Both sisters learned to speak French almost immediately, and soon spoke it as easily as they did English; while the three adult members of the family, Humphries, Short, and Jefferson, when they had been two years in Paris, got on in speaking French not much better than when they landed. So, at least, Jefferson says in one of his letters. It does require about two years to begin to be at home in a foreign language; but when you have reached a certain point, familiarity seems to come all at once.

The parent who keeps a daughter at a good specimen of a convent school for more than two years, may count upon her having a fit of desire to become a nun; unless, indeed, the girl has much more or much less understanding than the average. These daughters of Mr. Jefferson were conscientious, affectionate, and sympathetic, lovers of tranquillity, of strong local attachments; but they were not exceptionally endowed with intellect. One day in the spring of 1789, he received a letter from Martha, in which she informed him of her wish to pass her days in the convent in the service of religion. At any time this would have been a startling announcement to such a father; but particular circumstances greatly increased its effect upon him.

Among the young Americans who had been studying in European universities during Jefferson’s residence in Paris, was a cousin of his own, Thomas Mann Randolph, known to the public in later years as member of Congress and governor of Virginia. In 1788 he left the University of Edinburgh, and, before returning to Virginia, made the usual tour of Europe, lingering several weeks at the legation in Paris, where he renewed his acquaintance with Martha Jefferson. The little playmate of his boyhood had grown to be a beautiful girl of sixteen; and she, on her part, saw the black-haired boy of her early recollections transformed into a tall, alert young man, fluent in conversation, and of distinguished bearing. From slight indications in Jefferson’s letters of this year, I infer that the youth proposed to the father for the hand of the daughter, and that Jefferson, while approving the match and consenting to it, had not disturbed the school-girl’s mind by making the offer known to her. Young Randolph sailed for Virginia in the fall of 1788, and the plenipotentiary, a few weeks after, applied for leave of absence, for the purpose of taking his daughters home. But at home the old government was going out and a new government was coming in; and this was the reason why the leave asked for in November, 1788, did not reach Paris till late in the summer of 1789. During this interval it was that Mr. Jefferson received the letter from his daughter which notified him of her desire to espouse the Church.

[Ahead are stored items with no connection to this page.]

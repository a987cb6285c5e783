//! OS compositor port.
//!
//! The host platform's compositor owns the display tree. The crate only ever talks to it through
//! [`Compositor`]: creating controls, asking whether a control is still alive, and applying
//! [`Transaction`]s. A transaction is all-or-nothing; a half-applied batch would show a flash of
//! an unparented or wrongly sized surface.

use crate::surface::{ControlHandle, PixelFormat, SurfaceHandle, SurfaceSize};

mod transaction;
pub use transaction::*;

/// Compositor backends.
pub mod backends {
    /// In-process compositor that records every applied transaction
    pub mod recording;
}

/// Core compositor interface. Calls occur on the host UI thread.
pub trait Compositor {
    /// Name of the compositor, for logging.
    fn name(&self) -> &str;

    /// Creates a new, unparented and hidden surface control with a buffer of the given size.
    ///
    /// Returns the control together with the drawable surface derived from it. Both stay valid
    /// for as long as the caller keeps them.
    fn create_control(
        &self,
        name: &str,
        size: SurfaceSize,
        format: PixelFormat,
    ) -> anyhow::Result<(ControlHandle, SurfaceHandle)>;

    /// Returns false once the control has been released by its owner.
    fn is_valid(&self, _control: &ControlHandle) -> bool {
        true
    }

    /// Applies all operations of the transaction atomically. On error nothing has been applied.
    fn apply(&self, transaction: Transaction) -> anyhow::Result<()>;
}
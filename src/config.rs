//! Host configuration.
//!
//! `HostConfig` controls how the [`HostContext`](crate::host::HostContext) creates surfaces and
//! starts the engine. It provides defaults via [`Default`], a fluent [`HostConfig::builder()`]
//! with validation, and [`HostConfig::from_json`] for hosts that ship their settings as JSON.
//!
//! # Examples
//!
//! ## Use defaults
//! ```rust
//! use surface_host::config::HostConfig;
//! let cfg = HostConfig::default();
//! assert!(cfg.validate_attachments);
//! ```
//!
//! ## Customize with the builder
//! ```rust
//! use surface_host::config::{HostConfig, LogLevel};
//! use surface_host::surface::PixelFormat;
//! # fn main() -> Result<(), Box<dyn std::error::Error>> {
//! let cfg = HostConfig::builder()
//!     .pixel_format(PixelFormat::Rgbx8888)
//!     .engine_arg("--rendering-driver")
//!     .engine_arg("vulkan")
//!     .log_level(LogLevel::Debug)
//!     .build()?;
//! # Ok(()) }
//! ```
//!
//! # Fields (summary)
//! - `pixel_format`: Buffer format of compositor controls created by the host (default: RGBA 8888).
//! - `engine_args`: Command line handed to the engine on initialization.
//! - `log_level`: If set, the maximum level installed into the `log` facade when the host
//!   initializes. Unset by default, leaving the application's logger alone.
//! - `validate_attachments`: Ask the compositor whether a previously attached parent control is
//!   still alive before trusting its identity (default: `true`).
//!
//! # Errors
//!
//! Validation returns [`HostConfigError`] when the pixel format is only a hint to the system
//! (`Opaque`, `Translucent`, ...) or when an engine argument is empty.

use crate::surface::PixelFormat;
use serde::{Deserialize, Serialize};
use std::fmt;

/// Log level the host installs into the `log` facade.
#[derive(Debug, Clone, Copy, Default, PartialEq, Eq, Serialize, Deserialize)]
#[serde(rename_all = "lowercase")]
pub enum LogLevel {
    Off,
    Error,
    Warn,
    #[default]
    Info,
    Debug,
    Trace,
}

impl From<LogLevel> for log::LevelFilter {
    fn from(level: LogLevel) -> Self {
        match level {
            LogLevel::Off => log::LevelFilter::Off,
            LogLevel::Error => log::LevelFilter::Error,
            LogLevel::Warn => log::LevelFilter::Warn,
            LogLevel::Info => log::LevelFilter::Info,
            LogLevel::Debug => log::LevelFilter::Debug,
            LogLevel::Trace => log::LevelFilter::Trace,
        }
    }
}

#[derive(Debug, Clone, PartialEq, Serialize, Deserialize)]
#[serde(default)]
pub struct HostConfig {
    pub pixel_format: PixelFormat,
    pub engine_args: Vec<String>,
    pub log_level: Option<LogLevel>,
    pub validate_attachments: bool,
}

impl Default for HostConfig {
    fn default() -> Self {
        Self {
            pixel_format: PixelFormat::Rgba8888,
            engine_args: Vec::new(),
            log_level: None,
            validate_attachments: true,
        }
    }
}

impl HostConfig {
    pub fn builder() -> HostConfigBuilder {
        HostConfigBuilder::default()
    }

    /// Parses and validates a JSON document. Missing fields take their default values.
    pub fn from_json(json: &str) -> Result<HostConfig, HostConfigError> {
        let cfg: HostConfig = serde_json::from_str(json).map_err(|e| HostConfigError::Parse(e.to_string()))?;
        validate(&cfg)?;
        Ok(cfg)
    }

    /// The filter to install into the `log` facade, if the application asked for one.
    pub fn log_filter(&self) -> Option<log::LevelFilter> {
        self.log_level.map(Into::into)
    }

    /// Checks a config that was assembled by hand instead of through the builder.
    pub fn validate(&self) -> Result<(), HostConfigError> {
        validate(self)
    }
}

/// Builder for [`HostConfig`].
#[derive(Debug, Clone, Default)]
pub struct HostConfigBuilder {
    inner: HostConfig,
}

impl HostConfigBuilder {
    #[inline]
    fn map(mut self, f: impl FnOnce(&mut HostConfig)) -> Self {
        f(&mut self.inner);
        self
    }

    pub fn pixel_format(self, format: PixelFormat) -> Self { self.map(|c| c.pixel_format = format) }
    pub fn engine_arg<S: Into<String>>(self, arg: S) -> Self { self.map(|c| c.engine_args.push(arg.into())) }
    pub fn engine_args<I, S>(self, args: I) -> Self
    where
        I: IntoIterator<Item = S>,
        S: Into<String>,
    {
        self.map(|c| c.engine_args = args.into_iter().map(Into::into).collect())
    }
    pub fn log_level(self, level: LogLevel) -> Self { self.map(|c| c.log_level = Some(level)) }
    pub fn validate_attachments(self, on: bool) -> Self { self.map(|c| c.validate_attachments = on) }

    /// Validate and build the final config.
    pub fn build(self) -> Result<HostConfig, HostConfigError> {
        validate(&self.inner)?;
        Ok(self.inner)
    }
}

// ---------- Validation ----------

#[derive(Debug, Clone, PartialEq)]
pub enum HostConfigError {
    UnsupportedPixelFormat(PixelFormat),
    EmptyEngineArg(usize),
    Parse(String),
}

impl fmt::Display for HostConfigError {
    fn fmt(&self, f: &mut fmt::Formatter<'_>) -> fmt::Result {
        match self {
            HostConfigError::UnsupportedPixelFormat(p) =>
                write!(f, "pixel_format {p:?} is not a buffer format"),
            HostConfigError::EmptyEngineArg(idx) =>
                write!(f, "engine_args[{idx}] is empty"),
            HostConfigError::Parse(msg) =>
                write!(f, "cannot parse host config: {msg}"),
        }
    }
}
impl std::error::Error for HostConfigError {}

fn validate(c: &HostConfig) -> Result<(), HostConfigError> {
    if !c.pixel_format.is_buffer_format() {
        return Err(HostConfigError::UnsupportedPixelFormat(c.pixel_format));
    }
    if let Some(idx) = c.engine_args.iter().position(|a| a.trim().is_empty()) {
        return Err(HostConfigError::EmptyEngineArg(idx));
    }
    Ok(())
}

He managed this difficult case with prompt and successful tact. He allowed a day or two to pass without noticing the letter. He drove to the convent on the third morning, and after explaining and arranging the matter with the Abbess, asked for his daughters. He received them with somewhat more warmth and tenderness than usual. Without uttering a word of explanation, he simply told them that he had come to take them away from school. As soon as they were ready, they entered the carriage, and were driven home, where they continued their education under masters; and neither then nor ever did a word pass between father and daughter on the subject of her letter. The dream of romantic and picturesque self-annihilation was soon dissipated in the healthy air and honest light of her father’s house. She accepted her destiny with the joyous blindness of youth; and instead of the self-abnegation of the convent, so easy and so flattering, she led a life of self-denial which was not romantic nor picturesque, but homely and most real.

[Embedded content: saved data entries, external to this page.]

//! Window lifecycle: attaching, resizing and detaching named surfaces.
//!
//! Named windows are bound straight to the host's surface; the engine renders into it and the
//! registry is not involved. The default window renders into a surface the registry owns, which
//! is reparented under whatever control the host currently shows. Every change to that control
//! goes through one [`Transaction`] so it becomes visible in a single frame.

use crate::compositor::{Compositor, Transaction};
use crate::config::HostConfig;
use crate::native::NativeEngine;
use crate::registry::{Attachment, SurfaceRegistry, DEFAULT_WINDOW};
use crate::surface::{ControlHandle, PixelFormat, SurfaceHandle, SurfaceSize};
use std::sync::Arc;

pub struct WindowManager {
    registry: SurfaceRegistry,
    compositor: Arc<dyn Compositor + Send + Sync>,
    engine: Arc<dyn NativeEngine + Send + Sync>,
    validate_attachments: bool,
}

impl std::fmt::Debug for WindowManager {
    fn fmt(&self, f: &mut std::fmt::Formatter<'_>) -> std::fmt::Result {
        f.debug_struct("WindowManager")
            .field("registry", &self.registry)
            .field("engine", &self.engine.name())
            .field("validate_attachments", &self.validate_attachments)
            .finish()
    }
}

impl WindowManager {
    pub fn new(
        config: &HostConfig,
        compositor: Arc<dyn Compositor + Send + Sync>,
        engine: Arc<dyn NativeEngine + Send + Sync>,
    ) -> Self {
        Self {
            registry: SurfaceRegistry::new(compositor.clone(), config.pixel_format),
            compositor,
            engine,
            validate_attachments: config.validate_attachments,
        }
    }

    pub fn registry(&self) -> &SurfaceRegistry {
        &self.registry
    }

    pub fn registry_mut(&mut self) -> &mut SurfaceRegistry {
        &mut self.registry
    }

    /// Points `name` at the host's surface.
    ///
    /// For the default window the owned surface is (re)attached under `parent` and resized as
    /// needed. Compositor failures are logged; the engine is told about the surface either way.
    pub fn update_window(
        &mut self,
        name: &str,
        parent: ControlHandle,
        host_surface: SurfaceHandle,
        format: PixelFormat,
        width: u32,
        height: u32,
    ) {
        let size = SurfaceSize::new(width, height);

        if name != DEFAULT_WINDOW {
            log::debug!("Binding window '{}' directly to {} ({}, {:?})", name, host_surface, size, format);
            self.engine.update_surface(name, &host_surface, size);
            return;
        }

        let entry = match self.registry.get_or_create(DEFAULT_WINDOW, size) {
            Ok(entry) => entry,
            Err(e) => {
                log::error!("Could not create surface for window '{}': {}", name, e);
                return;
            }
        };

        let wanted = Attachment { control: parent, surface: host_surface };
        let identity_changed = match entry.attachment() {
            None => true,
            Some(current) if current != wanted => true,
            Some(current) => self.validate_attachments && !self.compositor.is_valid(&current.control),
        };
        let size_changed = entry.size() != size;

        if identity_changed {
            if let Some(stale) = entry.clear_attachment() {
                log::debug!("Dropping stale attachment of window '{}' to {}", name, stale.control);
            }

            let mut tx = Transaction::new();
            tx.reparent(entry.control(), Some(parent)).set_visibility(entry.control(), true);
            if size_changed {
                tx.set_buffer_size(entry.control(), size);
            }

            match tx.apply(self.compositor.as_ref()) {
                Ok(()) => {
                    entry.attach(wanted);
                    entry.set_size(size);
                    log::info!("Attached window '{}' to {} ({})", name, parent, size);
                }
                Err(e) => log::error!("Failed to attach window '{}': {:#}", name, e),
            }
        } else if size_changed {
            let mut tx = Transaction::new();
            tx.set_buffer_size(entry.control(), size);

            match tx.apply(self.compositor.as_ref()) {
                Ok(()) => {
                    entry.set_size(size);
                    log::info!("Resized window '{}' to {}", name, size);
                }
                Err(e) => log::error!("Failed to resize window '{}': {:#}", name, e),
            }
        }

        let (surface, stored) = (entry.surface(), entry.size());
        self.engine.update_surface(DEFAULT_WINDOW, &surface, stored);
    }

    /// Detaches `name` and tells the engine to stop targeting it. Unknown names are not an error.
    pub fn remove_window(&mut self, name: &str) {
        if let Some(entry) = self.registry.get_mut(name) {
            let mut tx = Transaction::new();
            tx.reparent(entry.control(), None).set_visibility(entry.control(), false);

            if let Err(e) = tx.apply(self.compositor.as_ref()) {
                log::error!("Failed to detach window '{}': {:#}", name, e);
            }
            entry.clear_attachment();
            log::info!("Detached window '{}'", name);
        }

        self.engine.remove_surface(name);
        self.registry.remove(name);
    }

    /// Forwards the stored surface and size of `name` to the engine. Returns false, without
    /// calling the engine, if `name` is not registered.
    pub fn refresh_window(&self, name: &str) -> bool {
        match self.registry.get(name) {
            Some(entry) => {
                self.engine.update_surface(name, &entry.surface(), entry.size());
                true
            }
            None => false,
        }
    }

    /// Forwards the current surface and size of every registered window to the engine.
    pub fn refresh_all(&self) {
        for entry in self.registry.iter() {
            self.engine.update_surface(entry.name(), &entry.surface(), entry.size());
        }
    }
}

Late in August, 1789, the tardy leave of absence arrived, and the family hastened to conclude their preparations for the voyage. There was not much to do. Everything at the legation was to be left unchanged, in the care of Mr. Short, who was to be the official chargé till Mr. Jefferson returned. To the last hour of his stay, this most zealous, faithful, and vigilant of ministers continued to render timely and fortunate services to his country’s commerce with France, which had grown under his fostering touch from next to nothing to something considerable. It had been happy for him, perhaps, if he had not gone to America then. In Paris, he was in harmony with the prevailing tone. In Paris, his fitness for his place was curiously complete. In Paris, he was sole of his kind; admired, believed in, trusted, liked, beloved. In Paris, with an ocean between him and New York, he might have said No to the invitation the acceptance of which changed the current of his life. But it was in his destiny to go, and go he must.

His five years’ life in Paris had done much for his general culture, and more for his particular training as a public man. He had become a swift, cool, adroit, thoroughly trained, and perfectly accomplished minister; and this, without ceasing to be a man and a citizen, without hardening and narrowing into the professional diplomatist, without losing his interest or his faith in mankind. We have seen how deeply he was moved, on his arrival in Europe, by the condition of the people; nineteen twentieths of the whole population, as he rashly computed, being more wretched and more hopeless than the most miserable being who could be found in all the length and breadth of America. These first impressions were never effaced. When he had spent years in Europe, his disapproval of its political system—hereditary rank and irresponsible power—remained passionate and unspeakable. Whenever, in his letters or other writings of the time, he touches that theme, his style rises, intensifies, warms; his words become short and simple, his similes homely and familiar, every phrase betrays heart-felt conviction.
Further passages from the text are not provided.